Zeusviper arrete de dire n'importe quoi, le GIS est une science exacte; toutes les infos GSM/SIM sont protegees, et c'est cela que julha voudrait connaitre.


----------



## julha (23 Avril 2010)

Merci de vos réponses. En fait j'ai trouvé une solution : je récupère les coordonnées GPS grâce à CoreLocation, puis j'utilise MKReverseGeocoder pour récupérer le pays. C'était pas si compliqué, mais pour moi trouver ces classes et leur fonctionnalité respective s'est avéré un enfer.
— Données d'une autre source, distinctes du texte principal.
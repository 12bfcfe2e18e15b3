//! Common types shared across modules.

use ethers::types::{Address, TxHash, U256};
use serde::{Deserialize, Serialize};
use std::fmt;

/// Which asset class a distribution moves.
#[derive(Debug, Clone, Copy, PartialEq, Eq, Hash, Default, Serialize, Deserialize)]
pub enum AssetMode {
    #[default]
    Native,
    Fungible,
    Nft,
}

impl AssetMode {
    pub const ALL: [AssetMode; 3] = [AssetMode::Native, AssetMode::Fungible, AssetMode::Nft];

    pub fn label(&self) -> &'static str {
        match self {
            AssetMode::Native => "Native",
            AssetMode::Fungible => "ERC-20 Token",
            AssetMode::Nft => "NFT (ERC-721)",
        }
    }

    /// Fungible and NFT modes operate on a token contract that must be loaded first
    pub fn requires_contract(&self) -> bool {
        !matches!(self, AssetMode::Native)
    }
}

impl fmt::Display for AssetMode {
    fn fmt(&self, f: &mut fmt::Formatter<'_>) -> fmt::Result {
        f.write_str(self.label())
    }
}

/// The value column of a recipient line.
#[derive(Debug, Clone, Copy, PartialEq, Eq)]
pub enum EntryValue {
    /// Base units (wei, or token units scaled by the token's decimals)
    Amount(U256),
    TokenId(U256),
}

impl EntryValue {
    pub fn raw(&self) -> U256 {
        match self {
            EntryValue::Amount(v) | EntryValue::TokenId(v) => *v,
        }
    }
}

/// One parsed `(address, value)` instruction.
#[derive(Debug, Clone, PartialEq, Eq)]
pub struct RecipientEntry {
    /// 1-based line number in the input text
    pub line: usize,
    pub address: Address,
    pub value: EntryValue,
    pub source_line: String,
}

/// What a transaction was sent for.
#[derive(Debug, Clone, Copy, PartialEq, Eq)]
pub enum TxKind {
    Approval,
    Disperse,
}

impl TxKind {
    pub fn label(&self) -> &'static str {
        match self {
            TxKind::Approval => "Approval",
            TxKind::Disperse => "Disperse",
        }
    }
}

#[derive(Debug, Clone, PartialEq, Eq)]
pub enum TxStatus {
    Pending,
    Confirmed {
        block_number: Option<u64>,
        gas_used: Option<U256>,
    },
    Failed {
        reason: String,
    },
}

/// A broadcast transaction and its lifecycle.
#[derive(Debug, Clone, PartialEq, Eq)]
pub struct TransactionRecord {
    pub hash: TxHash,
    pub kind: TxKind,
    pub status: TxStatus,
    pub explorer_url: Option<String>,
}

impl TransactionRecord {
    pub fn pending(hash: TxHash, kind: TxKind, explorer_url: Option<String>) -> Self {
        Self {
            hash,
            kind,
            status: TxStatus::Pending,
            explorer_url,
        }
    }

    pub fn is_terminal(&self) -> bool {
        !matches!(self.status, TxStatus::Pending)
    }

    /// Move to Confirmed. Ignored once the record is terminal.
    pub fn confirm(&mut self, block_number: Option<u64>, gas_used: Option<U256>) {
        if !self.is_terminal() {
            self.status = TxStatus::Confirmed {
                block_number,
                gas_used,
            };
        }
    }

    /// Move to Failed. Ignored once the record is terminal.
    pub fn fail(&mut self, reason: impl Into<String>) {
        if !self.is_terminal() {
            self.status = TxStatus::Failed {
                reason: reason.into(),
            };
        }
    }

    pub fn hash_hex(&self) -> String {
        format!("{:?}", self.hash)
    }
}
Soit je suis débile, soit l'API apple est vraiment mal fait, peut - être les deux  Merci en tout cas


----------



## tatouille (23 Avril 2010)

oui c'est que je t'ai dit mais, c'est comme recuperer le country code avec la timezone, ca ne te donne pas une 100% reponse:

cas j'ai un iphone avec un provider allemand vendu en allemagne:

le gas se connecte depuis le japon: tu vas le classer comme device japonais? ou autre pays n'ayant pas d'iphone sur le marche?

la seul solu serait de garder les connexions sur un server et de faire une moyenne concernant  les sites de connexion

les infos SIM te garantissent: le pays d'origine + GSM les differents location, mais comme apple n'a aucune API pour acceder aux NMEA data, les gens sont forces de faire du bidon, du truc, pas du software de qualite


----------



## julha (26 Avril 2010)

Tatouille je n'ai pas tout compris. Je t'avoue que je suis novice en dev iPhone. Moi ce dont j'ai besoin c'est de connaître le pays où le mec se trouve en temps réel. Ce que je fais de l'info ce n'est pas pour mettre une langue ou un truc comme ca, si le mec est au Japon, je veux juste que ma fonction me renvoie Japon. J'ai l'impression que ça devrait marcher avec les coord GPS, tu ne penses pas?


----------